### Task details
Using the listing below, work out how many lines contain the word "warn", and respond with that number alone.

══ Supplied entries ══

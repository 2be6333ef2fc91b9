//! Fetch-and-rotate of the snapshot window
//!
//! A successful fetch shifts `current -> previous`, installs the new
//! reading as `current` and persists the result. A failed fetch leaves
//! the window untouched. A failed save is reported but the in-memory
//! rotation stands.

use std::time::Duration;
use tracing::{error, info, warn};

use crate::{FetchError, SnapshotStore, SnapshotWindow, StoreError, TelemetryFetcher, DEFAULT_FETCH_TIMEOUT_SECS};

/// Result of one rotation attempt
#[derive(Debug)]
pub struct RotationOutcome {
    /// Window after the attempt (unchanged on fetch failure)
    pub window: SnapshotWindow,
    /// Whether a new snapshot was installed
    pub success: bool,
    /// Why the fetch failed, if it did
    pub fetch_error: Option<FetchError>,
    /// Why persisting the rotated window failed, if it did
    pub save_error: Option<StoreError>,
}

/// Drives one fetch against the window and persists the result
pub struct SnapshotRotator<'a, F: ?Sized> {
    fetcher: &'a F,
    store: &'a SnapshotStore,
    fetch_timeout: Duration,
}

impl<'a, F: TelemetryFetcher + ?Sized> SnapshotRotator<'a, F> {
    pub fn new(fetcher: &'a F, store: &'a SnapshotStore) -> Self {
        Self {
            fetcher,
            store,
            fetch_timeout: Duration::from_secs(DEFAULT_FETCH_TIMEOUT_SECS),
        }
    }

    pub fn with_timeout(mut self, timeout: Duration) -> Self {
        self.fetch_timeout = timeout;
        self
    }

    /// Call the fetcher once and rotate `window` on success
    pub async fn rotate(&self, window: SnapshotWindow) -> RotationOutcome {
        let fetched = match tokio::time::timeout(self.fetch_timeout, self.fetcher.fetch()).await {
            Ok(result) => result,
            Err(_) => Err(FetchError::Timeout(self.fetch_timeout.as_secs())),
        };

        let snapshot = match fetched {
            Ok(snapshot) => snapshot,
            Err(e) => {
                warn!("Fetch from {} failed: {}", self.fetcher.source(), e);
                return RotationOutcome {
                    window,
                    success: false,
                    fetch_error: Some(e),
                    save_error: None,
                };
            }
        };

        info!(
            "Rotating window: {} total, {} active, {} Tor nodes",
            snapshot.total_nodes(),
            snapshot.active_nodes(),
            snapshot.tor_nodes()
        );
        let window = window.rotate(snapshot);

        // fs write + fsync stays off the async workers
        let store = self.store.clone();
        let to_save = window.clone();
        let saved = tokio::task::spawn_blocking(move || store.save(&to_save))
            .await
            .unwrap_or_else(|e| {
                Err(StoreError::Io {
                    path: self.store.path().to_path_buf(),
                    source: std::io::Error::other(e),
                })
            });

        let save_error = match saved {
            Ok(()) => None,
            Err(e) => {
                error!("Failed to persist window: {}", e);
                Some(e)
            }
        };

        RotationOutcome {
            window,
            success: true,
            fetch_error: None,
            save_error,
        }
    }
}

#[cfg(test)]
mod tests {
    use super::*;
    use crate::NodeSnapshot;
    use async_trait::async_trait;
    use std::sync::atomic::{AtomicUsize, Ordering};
    use tempfile::tempdir;

    struct FixedFetcher {
        snapshot: Option<NodeSnapshot>,
        calls: AtomicUsize,
    }

    impl FixedFetcher {
        fn ok(snapshot: NodeSnapshot) -> Self {
            Self { snapshot: Some(snapshot), calls: AtomicUsize::new(0) }
        }

        fn failing() -> Self {
            Self { snapshot: None, calls: AtomicUsize::new(0) }
        }
    }

    #[async_trait]
    impl TelemetryFetcher for FixedFetcher {
        fn source(&self) -> &str {
            "fixed"
        }

        async fn fetch(&self) -> Result<NodeSnapshot, FetchError> {
            self.calls.fetch_add(1, Ordering::SeqCst);
            self.snapshot
                .clone()
                .ok_or_else(|| FetchError::Network("connection refused".to_string()))
        }
    }

    struct StalledFetcher;

    #[async_trait]
    impl TelemetryFetcher for StalledFetcher {
        fn source(&self) -> &str {
            "stalled"
        }

        async fn fetch(&self) -> Result<NodeSnapshot, FetchError> {
            tokio::time::sleep(Duration::from_secs(60)).await;
            Ok(NodeSnapshot::now(1, 1, 0))
        }
    }

    fn seeded_window() -> SnapshotWindow {
        SnapshotWindow::empty()
            .rotate(NodeSnapshot::now(9_000, 7_200, 1_000))
            .rotate(NodeSnapshot::now(9_050, 7_240, 1_020))
    }

    #[tokio::test]
    async fn test_successful_rotation_persists() {
        let dir = tempdir().unwrap();
        let store = SnapshotStore::new(dir.path().join("window.json"));
        let fresh = NodeSnapshot::now(9_100, 7_280, 1_060);
        let fetcher = FixedFetcher::ok(fresh.clone());

        let before = seeded_window();
        let outcome = SnapshotRotator::new(&fetcher, &store).rotate(before.clone()).await;

        assert!(outcome.success);
        assert!(outcome.save_error.is_none());
        assert_eq!(fetcher.calls.load(Ordering::SeqCst), 1);
        assert_eq!(outcome.window.previous(), before.current());
        assert_eq!(outcome.window.current(), Some(&fresh));
        assert_eq!(store.load(), outcome.window);
    }

    #[tokio::test]
    async fn test_failed_fetch_leaves_window_unchanged() {
        let dir = tempdir().unwrap();
        let store = SnapshotStore::new(dir.path().join("window.json"));
        let fetcher = FixedFetcher::failing();

        let before = seeded_window();
        let outcome = SnapshotRotator::new(&fetcher, &store).rotate(before.clone()).await;

        assert!(!outcome.success);
        assert!(matches!(outcome.fetch_error, Some(FetchError::Network(_))));
        assert_eq!(outcome.window, before);
        assert!(!store.path().exists());
    }

    #[tokio::test]
    async fn test_save_failure_keeps_rotation() {
        let dir = tempdir().unwrap();
        let store = SnapshotStore::new(dir.path().join("missing").join("window.json"));
        let fresh = NodeSnapshot::now(9_100, 7_280, 1_060);
        let fetcher = FixedFetcher::ok(fresh.clone());

        let outcome = SnapshotRotator::new(&fetcher, &store).rotate(seeded_window()).await;

        assert!(outcome.success);
        assert!(outcome.save_error.is_some());
        assert_eq!(outcome.window.current(), Some(&fresh));
    }

    #[tokio::test(start_paused = true)]
    async fn test_stalled_fetch_times_out() {
        let dir = tempdir().unwrap();
        let store = SnapshotStore::new(dir.path().join("window.json"));

        let before = seeded_window();
        let outcome = SnapshotRotator::new(&StalledFetcher, &store)
            .with_timeout(Duration::from_secs(10))
            .rotate(before.clone())
            .await;

        assert!(!outcome.success);
        assert!(matches!(outcome.fetch_error, Some(FetchError::Timeout(10))));
        assert_eq!(outcome.window, before);
    }
}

═══

### Reply to the exercise
2